After property prices have risen steadily since January, they could now fall again.
According to Black Knight, the latest house price data hit another all-time high in July, rising 2.3% from the same month last year. That’s a larger annual gain than June’s roughly 1%, and August’s year-over-year increase is likely to be even larger since prices began falling sharply last August.
However, according to Black Knight, prices weakened month-on-month. Although they were still gaining, as is typically the case this time of year, the gains fell below their 25-year average. This after they significantly exceeded their historical averages from February to June.

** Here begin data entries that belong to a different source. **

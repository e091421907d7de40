use super::ScoreRecord;
use crate::error::{Error, Result};
use serde::{Deserialize, Serialize};
use std::io::ErrorKind;
use std::path::PathBuf;

const FORMAT_VERSION: u32 = 1;

#[derive(Debug, Serialize, Deserialize)]
struct ScoreFile
{
    version: u32,
    #[serde(default)]
    records: Vec<ScoreRecord>,
}

/// JSON file holding every recorded score.
#[derive(Debug, Clone)]
pub struct ScoreStore
{
    path: PathBuf,
}

impl ScoreStore
{
    pub fn open(path: impl Into<PathBuf>) -> Self
    {
        Self { path: path.into() }
    }

    /// A missing file is an empty store.
    pub fn load(&self) -> Result<Vec<ScoreRecord>>
    {
        let contents = match std::fs::read_to_string(&self.path) {
            Ok(contents) => contents,
            Err(err) if err.kind() == ErrorKind::NotFound => return Ok(Vec::new()),
            Err(err) => return Err(Error::io(&self.path, err)),
        };
        if contents.trim().is_empty() {
            return Ok(Vec::new());
        }
        let file: ScoreFile = serde_json::from_str(&contents).map_err(|source| Error::Json {
            path: self.path.clone(),
            source,
        })?;
        Ok(file.records)
    }

    pub fn append(&self, record: ScoreRecord) -> Result<Vec<ScoreRecord>>
    {
        let mut records = self.load()?;
        records.push(record);
        self.save(&records)?;
        Ok(records)
    }

    /// Writes to a sibling temp file and renames it over the store.
    pub fn save(&self, records: &[ScoreRecord]) -> Result<()>
    {
        if let Some(dir) = self.path.parent().filter(|dir| !dir.as_os_str().is_empty()) {
            std::fs::create_dir_all(dir).map_err(|err| Error::io(dir, err))?;
        }
        let file = ScoreFile {
            version: FORMAT_VERSION,
            records: records.to_vec(),
        };
        let contents = serde_json::to_string_pretty(&file).map_err(Error::Encode)?;
        let tmp = self.path.with_extension("json.tmp");
        std::fs::write(&tmp, contents).map_err(|err| Error::io(&tmp, err))?;
        std::fs::rename(&tmp, &self.path).map_err(|err| Error::io(&self.path, err))?;
        tracing::debug!(path = %self.path.display(), records = records.len(), "saved scores");
        Ok(())
    }
}

#[cfg(test)]
mod tests
{
    use super::*;
    use chrono::{TimeZone, Utc};

    fn record(name: &str, score: u32) -> ScoreRecord
    {
        ScoreRecord {
            username: name.to_string(),
            score,
            game: "snake".to_string(),
            date: Utc.with_ymd_and_hms(2026, 1, 2, 3, 4, 5).unwrap(),
        }
    }

    #[test]
    fn missing_file_is_empty()
    {
        let dir = tempfile::tempdir().unwrap();
        let store = ScoreStore::open(dir.path().join("scores.json"));
        assert!(store.load().unwrap().is_empty());
    }

    #[test]
    fn append_creates_directories_and_persists()
    {
        let dir = tempfile::tempdir().unwrap();
        let store = ScoreStore::open(dir.path().join("nested/data/scores.json"));
        store.append(record("ada", 40)).unwrap();
        let records = store.append(record("bob", 70)).unwrap();
        assert_eq!(records.len(), 2);

        let reopened = ScoreStore::open(&store.path);
        let loaded = reopened.load().unwrap();
        assert_eq!(loaded, records);
        assert!(!store.path.with_extension("json.tmp").exists());
    }

    #[test]
    fn corrupt_file_is_reported()
    {
        let dir = tempfile::tempdir().unwrap();
        let path = dir.path().join("scores.json");
        std::fs::write(&path, "{ not json").unwrap();
        let err = ScoreStore::open(&path).load().unwrap_err();
        assert!(matches!(err, Error::Json { .. }));
    }

    #[test]
    fn file_format_is_versioned()
    {
        let dir = tempfile::tempdir().unwrap();
        let store = ScoreStore::open(dir.path().join("scores.json"));
        store.save(&[record("ada", 1)]).unwrap();
        let raw = std::fs::read_to_string(&store.path).unwrap();
        let value: serde_json::Value = serde_json::from_str(&raw).unwrap();
        assert_eq!(value["version"], 1);
        assert_eq!(value["records"][0]["username"], "ada");
        assert_eq!(value["records"][0]["game"], "snake");
    }
}
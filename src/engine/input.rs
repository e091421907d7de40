use crossterm::event::{KeyCode, KeyEvent, KeyEventKind, KeyModifiers};
use std::collections::VecDeque;

#[derive(Debug, Clone, Copy, PartialEq, Eq, Hash)]
pub enum Direction
{
    Up,
    Down,
    Left,
    Right,
}

impl Direction
{
    pub fn delta(self) -> (i32, i32)
    {
        match self {
            Direction::Up => (0, -1),
            Direction::Down => (0, 1),
            Direction::Left => (-1, 0),
            Direction::Right => (1, 0),
        }
    }

    pub fn opposite(self) -> Direction
    {
        match self {
            Direction::Up => Direction::Down,
            Direction::Down => Direction::Up,
            Direction::Left => Direction::Right,
            Direction::Right => Direction::Left,
        }
    }

    pub fn all() -> [Direction; 4]
    {
        [Direction::Up, Direction::Down, Direction::Left, Direction::Right]
    }
}

#[derive(Debug, Clone, Copy, PartialEq, Eq)]
pub enum Input
{
    Move(Direction),
    /// Enter or Space.
    Action,
    /// Secondary action such as flagging a cell or asking for a hint.
    Alternate,
    Char(char),
    Backspace,
    Pause,
    Quit,
}

#[derive(Debug, Clone, Copy, PartialEq, Eq)]
pub enum KeyScheme
{
    /// Arrows, WASD and HJKL move; letters are commands.
    Arcade,
    /// Only arrows move; printable characters are passed through and Tab
    /// pauses.
    Text,
}

pub fn map_key(key: KeyEvent, scheme: KeyScheme) -> Option<Input>
{
    if key.kind == KeyEventKind::Release {
        return None;
    }
    if key.modifiers.contains(KeyModifiers::CONTROL) {
        return match key.code {
            KeyCode::Char('c') => Some(Input::Quit),
            _ => None,
        };
    }

    match key.code {
        KeyCode::Esc => Some(Input::Quit),
        KeyCode::Up => Some(Input::Move(Direction::Up)),
        KeyCode::Down => Some(Input::Move(Direction::Down)),
        KeyCode::Left => Some(Input::Move(Direction::Left)),
        KeyCode::Right => Some(Input::Move(Direction::Right)),
        KeyCode::Enter => Some(Input::Action),
        KeyCode::Backspace => Some(Input::Backspace),
        KeyCode::Tab => match scheme {
            KeyScheme::Text => Some(Input::Pause),
            KeyScheme::Arcade => Some(Input::Alternate),
        },
        KeyCode::Char(ch) => match scheme {
            KeyScheme::Text => Some(Input::Char(ch)),
            KeyScheme::Arcade => Some(map_arcade_char(ch)),
        },
        _ => None,
    }
}

fn map_arcade_char(ch: char) -> Input
{
    match ch.to_ascii_lowercase() {
        'w' | 'k' => Input::Move(Direction::Up),
        's' | 'j' => Input::Move(Direction::Down),
        'a' | 'h' => Input::Move(Direction::Left),
        'd' | 'l' => Input::Move(Direction::Right),
        ' ' => Input::Action,
        'f' => Input::Alternate,
        'p' => Input::Pause,
        'q' => Input::Quit,
        other => Input::Char(other),
    }
}

const TURN_QUEUE: usize = 2;

/// Pending direction changes for grid movers. Turns are checked against the
/// last queued direction so two quick presses cannot reverse the mover.
#[derive(Debug, Clone)]
pub struct TurnBuffer
{
    current: Direction,
    pending: VecDeque<Direction>,
}

impl TurnBuffer
{
    pub fn new(initial: Direction) -> Self
    {
        Self {
            current: initial,
            pending: VecDeque::with_capacity(TURN_QUEUE),
        }
    }

    pub fn push(&mut self, dir: Direction) -> bool
    {
        let last = self.pending.back().copied().unwrap_or(self.current);
        if dir == last || dir == last.opposite() || self.pending.len() >= TURN_QUEUE {
            return false;
        }
        self.pending.push_back(dir);
        true
    }

    /// Applies the next queued turn, if any, and returns the heading to use.
    pub fn advance(&mut self) -> Direction
    {
        if let Some(next) = self.pending.pop_front() {
            self.current = next;
        }
        self.current
    }
}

This is a signal that a weakening in prices may be underway again.
“In addition to monthly increases slowing below long-term averages, Black Knight’s rate retention and sales transaction data also indicate lower average purchase prices and seasonally adjusted prices per square foot in recent sales,” said Andy Walden, vice president of corporate research at Schwarzer Knight. “All of these factors together highlight the need to focus on seasonally adjusted monthly movements rather than simply relying on the traditional annual growth rate of house prices.”
Behind the cooldown: mortgage rates. They rose sharply last summer and fall, causing prices to fall. They then fell for much of the winter and part of the spring, causing property prices to rise again. Interest rates are now back above 7% and reached their highest level in over 20 years in August.
In addition, the number of new entries increased from July to August, which is untypical for this period of the year. Some sellers may be trying to capitalize on these historically high prices. However, active inventory is about 48% below 2017-2019 levels.
“While the increase in new listings is good news for homebuyers, inventory remains persistently low even as record-high mortgage rates dampen demand,” said Danielle Hale, chief economist at Realtor.com.
A price drop would provide some relief for buyers, but unlikely enough.
The rise in property prices since the start of the Covid pandemic, coupled with significantly higher mortgage rates, has impacted affordability.
According to Black Knight, it now takes about 38% of the average household income to make the monthly payment to purchase a home at the average price. This means that home ownership is more affordable than it has been since 1984.